[Source records]
────

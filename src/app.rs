//! Root application component with routing and context providers.

use leptos::prelude::*;
use leptos_meta::{Title, provide_meta_context};
use leptos_router::{
    StaticSegment,
    components::{Route, Router, Routes},
};

use crate::components::navbar::Navbar;
use crate::components::toast_stack::ToastStack;
use crate::config::ApiConfig;
use crate::net::api::ApiClient;
use crate::pages::{dashboard::DashboardPage, login::LoginPage, signup::SignupPage};
use crate::state::{session::Session, toast::ToastState, ui::UiState};
use crate::util::auth::RouteGuard;

/// Root application component.
///
/// Restores the session once, provides shared state contexts, and installs
/// the route guard inside the router so it sees every location change.
#[component]
pub fn App() -> impl IntoView {
    provide_meta_context();

    let session = Session::restore();
    let api = ApiClient::new(&ApiConfig::from_build_env());
    let ui = RwSignal::new(UiState::from_preference());
    let toasts = RwSignal::new(ToastState::default());

    crate::util::dark_mode::apply(ui.get_untracked().dark_mode);

    provide_context(session);
    provide_context(api);
    provide_context(ui);
    provide_context(toasts);

    let on_toggle_theme = move |_| {
        let next = crate::util::dark_mode::toggle(ui.get_untracked().dark_mode);
        ui.update(|u| u.dark_mode = next);
    };

    view! {
        <Title text="Habit Tracker"/>

        <Router>
            <RouteGuard/>
            <Navbar/>
            <div class="theme-bar">
                <button class="btn btn--outlined" on:click=on_toggle_theme>
                    {move || ui.get().toggle_label()}
                </button>
            </div>
            <main class="container">
                <Routes fallback=|| "Page not found.".into_view()>
                    <Route path=StaticSegment("login") view=LoginPage/>
                    <Route path=StaticSegment("signup") view=SignupPage/>
                    <Route path=StaticSegment("dashboard") view=DashboardPage/>
                    <Route path=StaticSegment("") view=LoginPage/>
                </Routes>
            </main>
            <ToastStack/>
        </Router>
    }
}
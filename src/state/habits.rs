//! Dashboard data: habits, points and badges for the signed-in user.
//!
//! DESIGN
//! ======
//! The dashboard owns one instance per mount, so signing out and back in
//! always starts from a fresh load. Mutations mirror backend responses
//! verbatim; scoring and streaks are computed server-side.

#[cfg(test)]
#[path = "habits_test.rs"]
mod habits_test;

use crate::net::types::{Completion, CurrentUser, Habit};

/// Shown in place of the dashboard when the initial load fails.
pub const LOAD_FAILED_MESSAGE: &str = "Failed to fetch data. Please try again.";

/// Streak length the progress bar counts toward before wrapping.
pub const STREAK_GOAL: u32 = 7;

#[derive(Clone, Debug, PartialEq, Eq)]
pub struct HabitsState {
    pub habits: Vec<Habit>,
    pub points: i64,
    pub badges: Vec<String>,
    pub loading: bool,
    pub error: Option<String>,
    /// Set by a completion; cleared by the dashboard after a short delay.
    pub celebrating: bool,
}

impl Default for HabitsState {
    fn default() -> Self {
        Self {
            habits: Vec::new(),
            points: 0,
            badges: Vec::new(),
            loading: true,
            error: None,
            celebrating: false,
        }
    }
}

impl HabitsState {
    pub fn loaded(&mut self, habits: Vec<Habit>, user: CurrentUser) {
        self.habits = habits;
        self.points = user.points;
        self.badges = user.badges;
        self.error = None;
        self.loading = false;
    }

    pub fn load_failed(&mut self) {
        self.error = Some(LOAD_FAILED_MESSAGE.to_owned());
        self.loading = false;
    }

    pub fn add(&mut self, habit: Habit) {
        self.habits.push(habit);
    }

    /// Replace the completed habit and take over the new score.
    pub fn apply_completion(&mut self, completion: Completion) {
        let Completion { habit, points, badges } = completion;
        if let Some(slot) = self.habits.iter_mut().find(|h| h.id == habit.id) {
            *slot = habit;
        }
        self.points = points;
        self.badges = badges;
        self.celebrating = true;
    }
}

/// Percentage of the way to the next multiple of [`STREAK_GOAL`].
pub fn streak_progress(streak: u32) -> f64 {
    f64::from(streak % STREAK_GOAL) * (100.0 / f64::from(STREAK_GOAL))
}
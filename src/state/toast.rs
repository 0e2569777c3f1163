//! Transient success/error notices.
//!
//! SYSTEM CONTEXT
//! ==============
//! Pages push notices for failures that do not belong inline (habit create
//! and complete); `components::toast_stack` renders them and dismisses each
//! one after [`TOAST_TTL_MS`].

#[cfg(test)]
#[path = "toast_test.rs"]
mod toast_test;

/// How long a notice stays on screen.
pub const TOAST_TTL_MS: u64 = 5_000;

/// Oldest notices are dropped beyond this count.
pub const MAX_TOASTS: usize = 4;

#[derive(Clone, Copy, Debug, PartialEq, Eq)]
pub enum ToastKind {
    Success,
    Error,
}

#[derive(Clone, Debug, PartialEq, Eq)]
pub struct Toast {
    pub id: u64,
    pub kind: ToastKind,
    pub message: String,
}

#[derive(Clone, Debug, Default)]
pub struct ToastState {
    pub items: Vec<Toast>,
    next_id: u64,
}

impl ToastState {
    /// Queue a notice and return its id.
    pub fn push(&mut self, kind: ToastKind, message: impl Into<String>) -> u64 {
        self.next_id += 1;
        let id = self.next_id;
        self.items.push(Toast { id, kind, message: message.into() });
        if self.items.len() > MAX_TOASTS {
            let excess = self.items.len() - MAX_TOASTS;
            self.items.drain(..excess);
        }
        id
    }

    pub fn success(&mut self, message: impl Into<String>) -> u64 {
        self.push(ToastKind::Success, message)
    }

    pub fn error(&mut self, message: impl Into<String>) -> u64 {
        self.push(ToastKind::Error, message)
    }

    pub fn dismiss(&mut self, id: u64) {
        self.items.retain(|t| t.id != id);
    }
}
//! Signup page: creates an account, then sends the user to `/login`.
//!
//! Registration does not sign the user in; the backend issues tokens only
//! from the login endpoint.

#[cfg(test)]
#[path = "signup_test.rs"]
mod signup_test;

use leptos::prelude::*;
#[cfg(feature = "csr")]
use leptos_router::NavigateOptions;
use leptos_router::hooks::use_navigate;

use crate::net::api::ApiClient;
use crate::net::types::RegisterRequest;

fn validate_signup_input(username: &str, email: &str, password: &str) -> Result<RegisterRequest, &'static str> {
    let username = username.trim();
    let email = email.trim();
    if username.is_empty() || email.is_empty() || password.is_empty() {
        return Err("Enter a username, email and password.");
    }
    Ok(RegisterRequest {
        username: username.to_owned(),
        email: email.to_owned(),
        password: password.to_owned(),
    })
}

#[component]
pub fn SignupPage() -> impl IntoView {
    let api = expect_context::<ApiClient>();
    let navigate = use_navigate();

    let username = RwSignal::new(String::new());
    let email = RwSignal::new(String::new());
    let password = RwSignal::new(String::new());
    let error = RwSignal::new(String::new());
    let busy = RwSignal::new(false);

    let on_submit = move |ev: leptos::ev::SubmitEvent| {
        ev.prevent_default();
        if busy.get_untracked() {
            return;
        }
        error.set(String::new());
        let request = match validate_signup_input(
            &username.get_untracked(),
            &email.get_untracked(),
            &password.get_untracked(),
        ) {
            Ok(request) => request,
            Err(msg) => {
                error.set(msg.to_owned());
                return;
            }
        };
        busy.set(true);

        #[cfg(feature = "csr")]
        {
            let api = api.clone();
            let navigate = navigate.clone();
            leptos::task::spawn_local(async move {
                match api.register(&request).await {
                    Ok(()) => {
                        leptos::logging::log!("signup: account created");
                        navigate(crate::util::auth::LOGIN_PATH, NavigateOptions::default());
                    }
                    Err(e) => {
                        leptos::logging::warn!("signup failed: {e}");
                        let _ = error.try_set(e.form_message());
                        let _ = busy.try_set(false);
                    }
                }
            });
        }
        #[cfg(not(feature = "csr"))]
        {
            let _ = (&api, &navigate, request);
            busy.set(false);
        }
    };

    view! {
        <div class="auth-page">
            <div class="auth-card">
                <h1 class="auth-card__title">"Sign Up"</h1>
                <Show when=move || !error.get().is_empty()>
                    <p class="form-alert" role="alert">{move || error.get()}</p>
                </Show>
                <form class="auth-form" on:submit=on_submit>
                    <label class="auth-form__label">
                        "Username"
                        <input
                            class="auth-form__input"
                            type="text"
                            name="username"
                            required
                            prop:value=move || username.get()
                            on:input=move |ev| username.set(event_target_value(&ev))
                        />
                    </label>
                    <label class="auth-form__label">
                        "Email"
                        <input
                            class="auth-form__input"
                            type="email"
                            name="email"
                            required
                            prop:value=move || email.get()
                            on:input=move |ev| email.set(event_target_value(&ev))
                        />
                    </label>
                    <label class="auth-form__label">
                        "Password"
                        <input
                            class="auth-form__input"
                            type="password"
                            name="password"
                            required
                            prop:value=move || password.get()
                            on:input=move |ev| password.set(event_target_value(&ev))
                        />
                    </label>
                    <button class="btn btn--success auth-form__submit" type="submit" disabled=move || busy.get()>
                        "Sign Up"
                    </button>
                </form>
            </div>
        </div>
    }
}
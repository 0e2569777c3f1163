use super::*;

#[test]
fn validate_new_habit_trims_fields() {
    let draft = NewHabit { name: "  Read  ".to_owned(), description: " 20 pages ".to_owned() };
    assert_eq!(
        validate_new_habit(&draft),
        Ok(NewHabit { name: "Read".to_owned(), description: "20 pages".to_owned() })
    );
}

#[test]
fn validate_new_habit_allows_empty_description() {
    let draft = NewHabit { name: "Walk".to_owned(), description: String::new() };
    assert_eq!(validate_new_habit(&draft).map(|h| h.description), Ok(String::new()));
}

#[test]
fn validate_new_habit_requires_name() {
    let draft = NewHabit { name: "   ".to_owned(), description: "anything".to_owned() };
    assert_eq!(validate_new_habit(&draft), Err(NAME_REQUIRED_MESSAGE));
}

#[test]
fn completion_message_reports_points() {
    assert_eq!(completion_message(42), "Habit marked as completed! Points: 42");
}
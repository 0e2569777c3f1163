//! Utility helpers shared across client UI modules.
//!
//! SYSTEM CONTEXT
//! ==============
//! Utility modules isolate browser/environment concerns from page and component
//! logic to improve reuse and testability.

pub mod auth;
pub mod dark_mode;
pub mod token_store;
//! Reusable UI component modules.
//!
//! SYSTEM CONTEXT
//! ==============
//! Components render dashboard and app chrome while reading/writing shared
//! state from Leptos context providers.

pub mod celebration;
pub mod completion_chart;
pub mod habit_card;
pub mod navbar;
pub mod toast_stack;
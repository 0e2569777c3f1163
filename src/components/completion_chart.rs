//! Weekly completion bar chart.
//!
//! DESIGN
//! ======
//! Geometry is computed in plain Rust (`bar_layout`) and rendered as inline
//! SVG, so the chart needs no canvas and the math is unit-testable.

#[cfg(test)]
#[path = "completion_chart_test.rs"]
mod completion_chart_test;

use leptos::prelude::*;

const CHART_WIDTH: f64 = 560.0;
const PLOT_HEIGHT: f64 = 200.0;
const LABEL_BAND: f64 = 28.0;
const BAR_FILL_RATIO: f64 = 0.6;

/// One day's completion count.
#[derive(Clone, Copy, Debug, PartialEq, Eq)]
pub struct TrendPoint {
    pub name: &'static str,
    pub completions: u32,
}

/// Placeholder weekly series; the backend exposes no trend endpoint yet.
pub fn weekly_trend() -> Vec<TrendPoint> {
    [("Mon", 3), ("Tue", 5), ("Wed", 4), ("Thu", 6), ("Fri", 7), ("Sat", 2), ("Sun", 8)]
        .into_iter()
        .map(|(name, completions)| TrendPoint { name, completions })
        .collect()
}

/// A positioned bar in SVG user units (origin top-left).
#[derive(Clone, Copy, Debug, PartialEq)]
pub struct Bar {
    pub label: &'static str,
    pub value: u32,
    pub x: f64,
    pub y: f64,
    pub width: f64,
    pub height: f64,
}

/// Lay out one bar per point across `width`, scaled so the largest value
/// fills `height`.
pub fn bar_layout(points: &[TrendPoint], width: f64, height: f64) -> Vec<Bar> {
    if points.is_empty() {
        return Vec::new();
    }
    let max = points.iter().map(|p| p.completions).max().unwrap_or(0).max(1);
    #[allow(clippy::cast_precision_loss)]
    let slot = width / points.len() as f64;
    let bar_width = slot * BAR_FILL_RATIO;
    points
        .iter()
        .enumerate()
        .map(|(i, p)| {
            let bar_height = f64::from(p.completions) / f64::from(max) * height;
            #[allow(clippy::cast_precision_loss)]
            let x = i as f64 * slot + (slot - bar_width) / 2.0;
            Bar {
                label: p.name,
                value: p.completions,
                x,
                y: height - bar_height,
                width: bar_width,
                height: bar_height,
            }
        })
        .collect()
}

#[component]
pub fn CompletionChart(points: Vec<TrendPoint>) -> impl IntoView {
    let bars = bar_layout(&points, CHART_WIDTH, PLOT_HEIGHT);
    let view_box = format!("0 0 {CHART_WIDTH} {}", PLOT_HEIGHT + LABEL_BAND);
    let label_y = format!("{:.1}", PLOT_HEIGHT + LABEL_BAND * 0.7);

    view! {
        <svg class="trend-chart" viewBox=view_box role="img" aria-label="Habit completions per day">
            <line
                class="trend-chart__axis"
                x1="0"
                y1=format!("{PLOT_HEIGHT:.1}")
                x2=format!("{CHART_WIDTH:.1}")
                y2=format!("{PLOT_HEIGHT:.1}")
            ></line>
            {bars
                .into_iter()
                .map(|bar| {
                    let center = format!("{:.1}", bar.x + bar.width / 2.0);
                    view! {
                        <g class="trend-chart__bar">
                            <rect
                                x=format!("{:.1}", bar.x)
                                y=format!("{:.1}", bar.y)
                                width=format!("{:.1}", bar.width)
                                height=format!("{:.1}", bar.height)
                                rx="4"
                            ></rect>
                            <text class="trend-chart__value" x=center.clone() y=format!("{:.1}", (bar.y - 4.0).max(10.0)) text-anchor="middle">
                                {bar.value.to_string()}
                            </text>
                            <text class="trend-chart__label" x=center y=label_y.clone() text-anchor="middle">
                                {bar.label}
                            </text>
                        </g>
                    }
                })
                .collect::<Vec<_>>()}
        </svg>
    }
}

────

=== Assigned task ===
If a line in the records contains the word "draft", copy it.

=== Solution below ===
    let draft = NewHabit { name: "  Read  ".to_owned(), description: " 20 pages ".to_owned() };
        validate_new_habit(&draft),
    let draft = NewHabit { name: "Walk".to_owned(), description: String::new() };
    assert_eq!(validate_new_habit(&draft).map(|h| h.description), Ok(String::new()));
    let draft = NewHabit { name: "   ".to_owned(), description: "anything".to_owned() };
    assert_eq!(validate_new_habit(&draft), Err(NAME_REQUIRED_MESSAGE));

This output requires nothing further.